The results are promising. Panels constructed entirely from epoxy polymer achieved a flexural modulus of 1.61 GPa, a measure of the material’s stiffness. But the bio-based panels aren’t far behind, with a flexural modulus of 1.32 GPa. An intermediate panel, combining epoxy composite skins with castor oil adhesive, reached a flexural modulus of 1.41 GPa. “The performance of these bio-based panels is impressive,” Lodron notes, “and they offer a significant step towards more sustainable construction practices.”
But the benefits don’t stop at sustainability. These panels also exhibit strong adhesion between the skin and core, with no skin delamination or fracture observed. This means they could potentially offer a longer lifespan and reduced maintenance costs, a significant advantage in industries like renewable energy, where structures are often in remote or hard-to-reach locations.
The energy sector, in particular, stands to gain from this research. Wind turbines, solar panel structures, and even offshore platforms could all benefit from lighter, stronger, and more sustainable materials. As the world grapples with climate change, the demand for renewable energy is set to soar.
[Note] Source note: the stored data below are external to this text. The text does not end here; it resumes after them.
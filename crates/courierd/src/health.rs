//! Structured health reporting for server lifecycle events.

use std::net::SocketAddr;
use std::sync::Arc;

use courier_config::Config;

use crate::bootstrap::BootstrapError;

const HEALTH_TARGET: &str = concat!(env!("CARGO_PKG_NAME"), "::health");

/// Observer trait used to surface lifecycle events to telemetry sinks.
pub trait HealthReporter: Send + Sync {
    /// Invoked before configuration loading begins.
    fn bootstrap_starting(&self);

    /// Invoked after bootstrap completes successfully.
    fn bootstrap_succeeded(&self, config: &Config);

    /// Invoked when bootstrap fails.
    fn bootstrap_failed(&self, error: &BootstrapError);

    /// Invoked once the reactor thread accepts connections.
    fn server_listening(&self, addr: SocketAddr);

    /// Invoked after the reactor thread has exited.
    fn server_stopped(&self, addr: SocketAddr);
}

impl<T> HealthReporter for Arc<T>
where
    T: HealthReporter,
{
    fn bootstrap_starting(&self) {
        (**self).bootstrap_starting();
    }

    fn bootstrap_succeeded(&self, config: &Config) {
        (**self).bootstrap_succeeded(config);
    }

    fn bootstrap_failed(&self, error: &BootstrapError) {
        (**self).bootstrap_failed(error);
    }

    fn server_listening(&self, addr: SocketAddr) {
        (**self).server_listening(addr);
    }

    fn server_stopped(&self, addr: SocketAddr) {
        (**self).server_stopped(addr);
    }
}

/// Default reporter that records lifecycle events using `tracing`.
#[derive(Debug, Default, Clone, Copy)]
pub struct StructuredHealthReporter;

impl StructuredHealthReporter {
    /// Builds a new reporter.
    #[must_use]
    pub const fn new() -> Self {
        Self
    }
}

impl HealthReporter for StructuredHealthReporter {
    fn bootstrap_starting(&self) {
        tracing::info!(
            target: HEALTH_TARGET,
            event = "bootstrap_starting",
            "starting server bootstrap"
        );
    }

    fn bootstrap_succeeded(&self, config: &Config) {
        tracing::info!(
            target: HEALTH_TARGET,
            event = "bootstrap_succeeded",
            endpoint = %config.listen_endpoint(),
            log_filter = %config.log_filter(),
            log_format = %config.log_format(),
            "server bootstrap completed"
        );
    }

    fn bootstrap_failed(&self, error: &BootstrapError) {
        tracing::error!(
            target: HEALTH_TARGET,
            event = "bootstrap_failed",
            error = %error,
            "server bootstrap failed"
        );
    }

    fn server_listening(&self, addr: SocketAddr) {
        tracing::info!(
            target: HEALTH_TARGET,
            event = "server_listening",
            addr = %addr,
            "server accepting connections"
        );
    }

    fn server_stopped(&self, addr: SocketAddr) {
        tracing::info!(
            target: HEALTH_TARGET,
            event = "server_stopped",
            addr = %addr,
            "server stopped"
        );
    }
}
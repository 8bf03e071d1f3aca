//! Command-line client for Courier servers.
//!
//! The runtime splits leading configuration flags from the request, resolves
//! the server endpoint through `courier-config`, sends one request built from
//! `type:value` arguments, and prints the outcome. Successful values go to
//! stdout as JSON; failure markers go to stderr with a distinct exit status.

use std::ffi::OsString;
use std::io::Write;
use std::process::ExitCode;
use std::time::Duration;

use clap::Parser;
use courier_config::Config;
use courier_wire::{Client, Request, Response};

mod argument;
mod cli;
mod config;
mod errors;

use argument::parse_argument;
use cli::Cli;
use config::{ConfigLoader, OrthoConfigLoader, split_config_arguments};
use errors::AppError;

/// Exit status used when the server answered with a failure marker.
pub const REMOTE_FAILURE_EXIT: u8 = 2;

/// Runs the CLI using the provided arguments and IO handles.
#[must_use]
pub fn run<I, W, E>(args: I, stdout: &mut W, stderr: &mut E) -> ExitCode
where
    I: IntoIterator<Item = OsString>,
    W: Write,
    E: Write,
{
    run_with_loader(args, stdout, stderr, &OrthoConfigLoader)
}

pub(crate) fn run_with_loader<I, W, E>(
    args: I,
    stdout: &mut W,
    stderr: &mut E,
    loader: &dyn ConfigLoader,
) -> ExitCode
where
    I: IntoIterator<Item = OsString>,
    W: Write,
    E: Write,
{
    let args: Vec<OsString> = args.into_iter().collect();
    let result = invoke(&args, loader)
        .and_then(|(cli, response)| render(&cli, &response, stdout, stderr));
    match result {
        Ok(exit_code) => exit_code,
        Err(AppError::CliUsage(error)) if !error.use_stderr() => {
            let _ = write!(stdout, "{error}");
            ExitCode::SUCCESS
        }
        Err(error) => {
            let _ = writeln!(stderr, "courier: {error}");
            ExitCode::FAILURE
        }
    }
}

fn invoke(args: &[OsString], loader: &dyn ConfigLoader) -> Result<(Cli, Response), AppError> {
    let split = split_config_arguments(args);
    let cli = Cli::try_parse_from(&split.command_arguments).map_err(AppError::CliUsage)?;
    let config = loader.load(&split.config_arguments)?;
    let request = build_request(&cli)?;
    let response = call(&config, &request, Duration::from_secs(cli.timeout))?;
    Ok((cli, response))
}

fn build_request(cli: &Cli) -> Result<Request, AppError> {
    cli.arguments
        .iter()
        .try_fold(Request::new(cli.method.as_str()), |request, argument| {
            let (value_type, value) = parse_argument(argument)?;
            Ok(request.arg(value_type, value))
        })
}

fn call(config: &Config, request: &Request, timeout: Duration) -> Result<Response, AppError> {
    let endpoint = config.listen_endpoint();
    let mut client = Client::connect_with_timeout((endpoint.host(), endpoint.port()), timeout)
        .map_err(|source| AppError::Connect {
            endpoint: endpoint.to_string(),
            source,
        })?;
    client.call(request).map_err(AppError::Call)
}

fn render<W: Write, E: Write>(
    cli: &Cli,
    response: &Response,
    stdout: &mut W,
    stderr: &mut E,
) -> Result<ExitCode, AppError> {
    if cli.raw {
        let line = serde_json::to_string(response).map_err(AppError::SerialiseResponse)?;
        writeln!(stdout, "{line}").map_err(AppError::WriteOutput)?;
        return Ok(exit_code_for(response));
    }
    match response {
        Response::Success { value } => {
            let line = serde_json::to_string(value).map_err(AppError::SerialiseResponse)?;
            writeln!(stdout, "{line}").map_err(AppError::WriteOutput)?;
        }
        Response::Failure { failure } => {
            writeln!(stderr, "courier: {}: {failure}", cli.method)
                .map_err(AppError::WriteOutput)?;
        }
    }
    Ok(exit_code_for(response))
}

fn exit_code_for(response: &Response) -> ExitCode {
    if response.is_success() {
        ExitCode::SUCCESS
    } else {
        ExitCode::from(REMOTE_FAILURE_EXIT)
    }
}
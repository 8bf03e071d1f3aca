//! Test suites for the Courier server.

mod support;
mod unit;
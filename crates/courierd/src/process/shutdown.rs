//! Shutdown signal handling for the server process.

use std::io;

use signal_hook::consts::signal::{SIGHUP, SIGINT, SIGQUIT, SIGTERM};
use signal_hook::iterator::Signals;
use thiserror::Error;
use tracing::info;

use super::PROCESS_TARGET;

/// Abstraction over shutdown notification mechanisms.
pub trait ShutdownSignal: Send + Sync {
    /// Blocks until shutdown should proceed.
    ///
    /// # Errors
    ///
    /// Returns an error when the notification mechanism cannot be set up.
    fn wait(&self) -> Result<(), ShutdownError>;
}

/// Errors reported by shutdown signal listeners.
#[derive(Debug, Error)]
pub enum ShutdownError {
    /// Installing signal handlers failed.
    #[error("failed to install signal handlers: {source}")]
    Install {
        /// Underlying IO error.
        #[source]
        source: io::Error,
    },
}

/// Shutdown listener that waits for termination signals.
#[derive(Debug, Default, Clone, Copy)]
pub struct SystemShutdownSignal;

impl SystemShutdownSignal {
    /// Builds a signal listener.
    #[must_use]
    pub const fn new() -> Self {
        Self
    }
}

impl ShutdownSignal for SystemShutdownSignal {
    fn wait(&self) -> Result<(), ShutdownError> {
        let mut signals = Signals::new([SIGTERM, SIGINT, SIGQUIT, SIGHUP])
            .map_err(|source| ShutdownError::Install { source })?;
        if let Some(signal) = signals.forever().next() {
            info!(
                target: PROCESS_TARGET,
                signal,
                "shutdown signal received"
            );
        }
        Ok(())
    }
}
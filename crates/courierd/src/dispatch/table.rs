//! Explicit method registry keyed by name and parameter types.
//!
//! Resolution is an exact lookup on `(name, ordered parameter types)`. The
//! table is assembled once through [`MethodTableBuilder`] and never changes
//! afterwards, so a given signature always resolves to the same handler.

use std::collections::HashMap;
use std::collections::hash_map::Entry;
use std::fmt;

use courier_wire::{Value, ValueType};
use serde::Serialize;

use super::errors::{InvocationError, MethodError, RegistryError};
use super::params::{WireType, decode_arg};

/// Name plus ordered parameter types identifying one operation.
#[derive(Debug, Clone, PartialEq, Eq, Hash, PartialOrd, Ord)]
pub struct Signature {
    name: String,
    params: Vec<ValueType>,
}

impl Signature {
    /// Builds a signature from a name and its parameter descriptors.
    pub fn new(name: impl Into<String>, params: impl Into<Vec<ValueType>>) -> Self {
        Self {
            name: name.into(),
            params: params.into(),
        }
    }

    /// Method name.
    #[must_use]
    pub fn name(&self) -> &str {
        self.name.as_str()
    }

    /// Parameter descriptors in call order.
    #[must_use]
    pub fn params(&self) -> &[ValueType] {
        self.params.as_slice()
    }
}

impl fmt::Display for Signature {
    fn fmt(&self, formatter: &mut fmt::Formatter<'_>) -> fmt::Result {
        write!(formatter, "{}(", self.name)?;
        for (position, param) in self.params.iter().enumerate() {
            if position > 0 {
                formatter.write_str(", ")?;
            }
            write!(formatter, "{param}")?;
        }
        formatter.write_str(")")
    }
}

/// Whether remote callers may invoke a registered method.
#[derive(Debug, Clone, Copy, PartialEq, Eq, Default)]
pub enum Access {
    /// Invocable by any client.
    #[default]
    Public,
    /// Resolvable but refused with an access-denied failure.
    Internal,
}

/// Type-erased method body.
pub type Handler<T> = Box<dyn Fn(&T, &[Value]) -> Result<Value, InvocationError> + Send>;

pub(crate) struct Registration<T> {
    pub(crate) access: Access,
    pub(crate) handler: Handler<T>,
}

/// Immutable dispatch table for a target of type `T`.
pub struct MethodTable<T> {
    entries: HashMap<Signature, Registration<T>>,
}

impl<T> MethodTable<T> {
    /// Starts an empty builder.
    #[must_use]
    pub fn builder() -> MethodTableBuilder<T> {
        MethodTableBuilder::new()
    }

    pub(crate) fn resolve(&self, signature: &Signature) -> Option<&Registration<T>> {
        self.entries.get(signature)
    }

    /// Registered signatures, sorted for stable output.
    #[must_use]
    pub fn signatures(&self) -> Vec<&Signature> {
        let mut signatures: Vec<_> = self.entries.keys().collect();
        signatures.sort();
        signatures
    }

    /// Number of registered methods.
    #[must_use]
    pub fn len(&self) -> usize {
        self.entries.len()
    }

    /// Returns `true` when nothing is registered.
    #[must_use]
    pub fn is_empty(&self) -> bool {
        self.entries.is_empty()
    }
}

impl<T> fmt::Debug for MethodTable<T> {
    fn fmt(&self, formatter: &mut fmt::Formatter<'_>) -> fmt::Result {
        formatter
            .debug_struct("MethodTable")
            .field("signatures", &self.signatures())
            .finish()
    }
}

/// Collects registrations and validates them when built.
pub struct MethodTableBuilder<T> {
    entries: HashMap<Signature, Registration<T>>,
    error: Option<RegistryError>,
}

impl<T> Default for MethodTableBuilder<T> {
    fn default() -> Self {
        Self::new()
    }
}

impl<T> MethodTableBuilder<T> {
    /// Creates an empty builder.
    #[must_use]
    pub fn new() -> Self {
        Self {
            entries: HashMap::new(),
            error: None,
        }
    }

    /// Registers an untyped handler under an explicit signature.
    #[must_use]
    pub fn register<F>(mut self, signature: Signature, access: Access, handler: F) -> Self
    where
        F: Fn(&T, &[Value]) -> Result<Value, InvocationError> + Send + 'static,
    {
        if self.error.is_some() {
            return self;
        }
        if signature.name().trim().is_empty() {
            self.error = Some(RegistryError::EmptyName);
            return self;
        }
        match self.entries.entry(signature) {
            Entry::Occupied(occupied) => {
                self.error = Some(RegistryError::DuplicateMethod {
                    signature: occupied.key().clone(),
                });
            }
            Entry::Vacant(vacant) => {
                vacant.insert(Registration {
                    access,
                    handler: Box::new(handler),
                });
            }
        }
        self
    }

    /// Registers a public method without parameters.
    #[must_use]
    pub fn method0<R, E, F>(self, name: &str, method: F) -> Self
    where
        R: Serialize,
        E: Into<MethodError>,
        F: Fn(&T) -> Result<R, E> + Send + 'static,
    {
        self.register(Signature::new(name, Vec::new()), Access::Public, move |target, _| {
            encode_result(method(target))
        })
    }

    /// Registers a public method with one parameter.
    #[must_use]
    pub fn method1<A, R, E, F>(self, name: &str, method: F) -> Self
    where
        A: WireType,
        R: Serialize,
        E: Into<MethodError>,
        F: Fn(&T, A) -> Result<R, E> + Send + 'static,
    {
        let signature = Signature::new(name, [A::VALUE_TYPE]);
        self.register(signature, Access::Public, move |target, args| {
            let first = decode_arg(args, 0)?;
            encode_result(method(target, first))
        })
    }

    /// Registers a public method with two parameters.
    #[must_use]
    pub fn method2<A, B, R, E, F>(self, name: &str, method: F) -> Self
    where
        A: WireType,
        B: WireType,
        R: Serialize,
        E: Into<MethodError>,
        F: Fn(&T, A, B) -> Result<R, E> + Send + 'static,
    {
        let signature = Signature::new(name, [A::VALUE_TYPE, B::VALUE_TYPE]);
        self.register(signature, Access::Public, move |target, args| {
            let first = decode_arg(args, 0)?;
            let second = decode_arg(args, 1)?;
            encode_result(method(target, first, second))
        })
    }

    /// Registers a public method with three parameters.
    #[must_use]
    pub fn method3<A, B, C, R, E, F>(self, name: &str, method: F) -> Self
    where
        A: WireType,
        B: WireType,
        C: WireType,
        R: Serialize,
        E: Into<MethodError>,
        F: Fn(&T, A, B, C) -> Result<R, E> + Send + 'static,
    {
        let signature = Signature::new(name, [A::VALUE_TYPE, B::VALUE_TYPE, C::VALUE_TYPE]);
        self.register(signature, Access::Public, move |target, args| {
            let first = decode_arg(args, 0)?;
            let second = decode_arg(args, 1)?;
            let third = decode_arg(args, 2)?;
            encode_result(method(target, first, second, third))
        })
    }

    /// Registers a parameterless method that resolves but refuses remote calls.
    #[must_use]
    pub fn internal0<R, E, F>(self, name: &str, method: F) -> Self
    where
        R: Serialize,
        E: Into<MethodError>,
        F: Fn(&T) -> Result<R, E> + Send + 'static,
    {
        self.register(Signature::new(name, Vec::new()), Access::Internal, move |target, _| {
            encode_result(method(target))
        })
    }

    /// Validates the registrations and freezes the table.
    ///
    /// # Errors
    ///
    /// Returns the first registration problem encountered, such as a
    /// duplicated signature.
    pub fn build(self) -> Result<MethodTable<T>, RegistryError> {
        match self.error {
            Some(error) => Err(error),
            None => Ok(MethodTable {
                entries: self.entries,
            }),
        }
    }
}

fn encode_result<R: Serialize, E: Into<MethodError>>(
    result: Result<R, E>,
) -> Result<Value, InvocationError> {
    let value = result.map_err(InvocationError::method)?;
    serde_json::to_value(value).map_err(InvocationError::Result)
}
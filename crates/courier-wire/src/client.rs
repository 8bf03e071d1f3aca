//! Blocking client for issuing requests to a Courier server.

use std::fmt;
use std::io::{self, Read, Write};
use std::net::{SocketAddr, TcpStream, ToSocketAddrs};
use std::time::Duration;

use thiserror::Error;

use crate::codec::{CodecError, encode_frame, take_frame};
use crate::message::{Request, Response};

/// Connect and read timeout applied unless overridden.
pub const DEFAULT_CLIENT_TIMEOUT: Duration = Duration::from_secs(5);

/// Errors surfaced by [`Client`].
#[derive(Debug, Error)]
pub enum ClientError {
    /// The address did not resolve to a usable socket address.
    #[error("failed to resolve server address {address}: {source}")]
    Resolve {
        /// Address as supplied by the caller.
        address: String,
        /// Resolver error.
        #[source]
        source: io::Error,
    },
    /// Establishing the connection failed.
    #[error("failed to connect to {addr}: {source}")]
    Connect {
        /// Resolved address.
        addr: SocketAddr,
        /// Connection error.
        #[source]
        source: io::Error,
    },
    /// The server closed the connection before a full response arrived.
    #[error("server closed the connection")]
    Closed,
    /// Reading or writing the socket failed.
    #[error("IO error: {0}")]
    Io(#[from] io::Error),
    /// Framing or parsing a message failed.
    #[error(transparent)]
    Codec(#[from] CodecError),
}

/// Synchronous request/response client speaking the JSON lines protocol.
///
/// Requests may be written ahead of their responses with [`Client::send`];
/// the server answers them in the order they were sent.
#[derive(Debug)]
pub struct Client {
    stream: TcpStream,
    inbound: Vec<u8>,
}

impl Client {
    /// Connects to `address` using [`DEFAULT_CLIENT_TIMEOUT`].
    ///
    /// # Errors
    ///
    /// Returns an error when the address does not resolve or the connection
    /// cannot be established.
    pub fn connect(address: impl ToSocketAddrs + fmt::Debug) -> Result<Self, ClientError> {
        Self::connect_with_timeout(address, DEFAULT_CLIENT_TIMEOUT)
    }

    /// Connects to `address`, bounding connect and read waits by `timeout`.
    ///
    /// # Errors
    ///
    /// Returns an error when the address does not resolve or the connection
    /// cannot be established.
    pub fn connect_with_timeout(
        address: impl ToSocketAddrs + fmt::Debug,
        timeout: Duration,
    ) -> Result<Self, ClientError> {
        let addr = resolve(&address)?;
        let stream = TcpStream::connect_timeout(&addr, timeout)
            .map_err(|source| ClientError::Connect { addr, source })?;
        stream.set_read_timeout(Some(timeout))?;
        stream.set_nodelay(true)?;
        Ok(Self {
            stream,
            inbound: Vec::new(),
        })
    }

    /// Sends `request` and waits for its response.
    ///
    /// # Errors
    ///
    /// Returns an error when writing, reading, or parsing fails, or the server
    /// closes the connection.
    pub fn call(&mut self, request: &Request) -> Result<Response, ClientError> {
        self.send(request)?;
        self.receive()
    }

    /// Writes one request frame without waiting for the response.
    ///
    /// # Errors
    ///
    /// Returns an error when serialization or writing fails.
    pub fn send(&mut self, request: &Request) -> Result<(), ClientError> {
        let mut frame = Vec::new();
        encode_frame(request, &mut frame)?;
        self.send_raw(&frame)
    }

    /// Writes raw bytes to the server, bypassing request framing.
    ///
    /// # Errors
    ///
    /// Returns an error when writing fails.
    pub fn send_raw(&mut self, bytes: &[u8]) -> Result<(), ClientError> {
        self.stream.write_all(bytes)?;
        self.stream.flush()?;
        Ok(())
    }

    /// Blocks until the next response frame arrives.
    ///
    /// # Errors
    ///
    /// Returns [`ClientError::Closed`] when the server closes the connection
    /// first, or an IO or parse error.
    pub fn receive(&mut self) -> Result<Response, ClientError> {
        let mut chunk = [0_u8; 4096];
        loop {
            if let Some(frame) = take_frame(&mut self.inbound)? {
                return serde_json::from_slice(&frame)
                    .map_err(|error| ClientError::Codec(CodecError::from_json_error(error)));
            }
            let read = match self.stream.read(&mut chunk) {
                Ok(0) => return Err(ClientError::Closed),
                Ok(read) => read,
                Err(error) if error.kind() == io::ErrorKind::Interrupted => continue,
                Err(error) => return Err(ClientError::Io(error)),
            };
            self.inbound.extend_from_slice(chunk.get(..read).unwrap_or_default());
        }
    }

    /// Shuts down the writing half so the server observes end-of-stream.
    ///
    /// # Errors
    ///
    /// Returns an error when the socket cannot be shut down.
    pub fn finish_sending(&self) -> Result<(), ClientError> {
        self.stream.shutdown(std::net::Shutdown::Write)?;
        Ok(())
    }
}

fn resolve(address: &(impl ToSocketAddrs + fmt::Debug)) -> Result<SocketAddr, ClientError> {
    let mut addrs = address
        .to_socket_addrs()
        .map_err(|source| ClientError::Resolve {
            address: format!("{address:?}"),
            source,
        })?;
    addrs
        .find(|addr| matches!(addr, SocketAddr::V4(_) | SocketAddr::V6(_)))
        .ok_or_else(|| ClientError::Resolve {
            address: format!("{address:?}"),
            source: io::Error::new(io::ErrorKind::AddrNotAvailable, "no resolved addresses"),
        })
}
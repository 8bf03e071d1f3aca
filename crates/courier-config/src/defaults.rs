//! Compiled-in configuration defaults.

use crate::logging::LogFormat;

/// Loopback address the server binds to unless configured otherwise.
pub const DEFAULT_LISTEN_HOST: &str = "127.0.0.1";

/// Default TCP port for the server.
pub const DEFAULT_LISTEN_PORT: u16 = 9779;

/// Default log filter expression used by the binaries.
pub const DEFAULT_LOG_FILTER: &str = "info";

/// Default log filter expression used by the binaries.
#[must_use]
pub const fn default_log_filter() -> &'static str {
    DEFAULT_LOG_FILTER
}

/// Default logging format for the binaries.
#[must_use]
pub const fn default_log_format() -> LogFormat {
    LogFormat::Json
}

//! Shared configuration for the Courier server and client.
//!
//! Configuration is layered by `ortho_config`: compiled defaults first, then a
//! TOML file named by `--config-path` or `COURIER_CONFIG_PATH`, then
//! `COURIER_*` environment variables, and finally command-line flags.

mod defaults;
mod endpoint;
mod logging;

use ortho_config::OrthoConfig;
use serde::{Deserialize, Serialize};

pub use defaults::{
    DEFAULT_LISTEN_HOST, DEFAULT_LISTEN_PORT, DEFAULT_LOG_FILTER, default_log_filter,
    default_log_format,
};
pub use endpoint::ListenEndpoint;
pub use logging::{LogFormat, LogFormatParseError};

/// Resolved configuration shared by `courierd` and the `courier` client.
#[derive(Debug, Clone, PartialEq, Eq, Deserialize, Serialize, OrthoConfig)]
#[ortho_config(prefix = "COURIER")]
pub struct Config {
    /// Host name or address the server binds to.
    #[ortho_config(default = DEFAULT_LISTEN_HOST.to_owned())]
    pub listen_host: String,
    /// TCP port the server binds to. Zero requests an ephemeral port.
    #[ortho_config(default = DEFAULT_LISTEN_PORT)]
    pub listen_port: u16,
    /// `tracing` filter expression applied to the log output.
    #[ortho_config(default = DEFAULT_LOG_FILTER.to_owned())]
    pub log_filter: String,
    /// Output format for log records.
    #[ortho_config(default = LogFormat::Json)]
    pub log_format: LogFormat,
}

impl Default for Config {
    fn default() -> Self {
        Self {
            listen_host: DEFAULT_LISTEN_HOST.to_owned(),
            listen_port: DEFAULT_LISTEN_PORT,
            log_filter: default_log_filter().to_owned(),
            log_format: default_log_format(),
        }
    }
}

impl Config {
    /// Endpoint assembled from the configured host and port.
    #[must_use]
    pub fn listen_endpoint(&self) -> ListenEndpoint {
        ListenEndpoint::new(self.listen_host.clone(), self.listen_port)
    }

    /// Filter expression for the tracing subscriber.
    #[must_use]
    pub fn log_filter(&self) -> &str {
        self.log_filter.as_str()
    }

    /// Selected log output format.
    #[must_use]
    pub const fn log_format(&self) -> LogFormat {
        self.log_format
    }
}
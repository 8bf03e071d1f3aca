//! Parsing of `type:value` command-line arguments.

use courier_wire::{Value, ValueType};

use crate::errors::AppError;

/// Splits `argument` into its declared type and JSON value.
///
/// `string` arguments take the text after the colon verbatim; every other
/// type parses it as JSON.
pub(crate) fn parse_argument(argument: &str) -> Result<(ValueType, Value), AppError> {
    let Some((type_name, raw)) = argument.split_once(':') else {
        return Err(AppError::MissingTypePrefix {
            argument: argument.to_owned(),
        });
    };
    let value_type = type_name
        .parse::<ValueType>()
        .map_err(|source| AppError::UnknownType {
            argument: argument.to_owned(),
            source,
        })?;
    let value = match value_type {
        ValueType::String => Value::String(raw.to_owned()),
        _ => serde_json::from_str(raw).map_err(|source| AppError::InvalidValue {
            argument: argument.to_owned(),
            source,
        })?,
    };
    Ok((value_type, value))
}

#[cfg(test)]
mod tests {
    use rstest::rstest;
    use serde_json::json;

    use super::*;

    #[rstest]
    #[case::int("int:42", ValueType::Int, json!(42))]
    #[case::negative("int:-7", ValueType::Int, json!(-7))]
    #[case::string_verbatim("string:a:b c", ValueType::String, json!("a:b c"))]
    #[case::empty_string("string:", ValueType::String, json!(""))]
    #[case::list("list:[\"x\",\"y\"]", ValueType::List, json!(["x", "y"]))]
    #[case::map("map:{\"k\":1}", ValueType::Map, json!({"k": 1}))]
    #[case::bool("bool:true", ValueType::Bool, json!(true))]
    #[case::any_null("any:null", ValueType::Any, Value::Null)]
    fn parses_typed_arguments(
        #[case] argument: &str,
        #[case] value_type: ValueType,
        #[case] value: Value,
    ) {
        let parsed = parse_argument(argument).expect("argument should parse");
        assert_eq!(parsed, (value_type, value));
    }

    #[rstest]
    #[case::no_prefix("42")]
    #[case::unknown_type("integer:42")]
    #[case::bad_json("int:forty-two")]
    fn rejects_malformed_arguments(#[case] argument: &str) {
        assert!(parse_argument(argument).is_err());
    }
}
Materials like these could help meet that demand while also reducing the environmental impact of energy infrastructure.
So, what does the future hold? Lodron is optimistic. “This research opens up new possibilities for sustainable sandwich structures,” he says. “We’re not just looking at a viable alternative to traditional epoxy-based panels; we’re looking at a future where sustainability and performance go hand in hand.”
As the world continues to grapple with the challenges of climate change and sustainability, research like Lodron’s offers a beacon of hope. It’s a reminder that innovation doesn’t have to come at the expense of the environment. In fact, it can be a powerful tool for protecting it. And as the energy sector continues to evolve, materials like these could play a crucial role in shaping its future.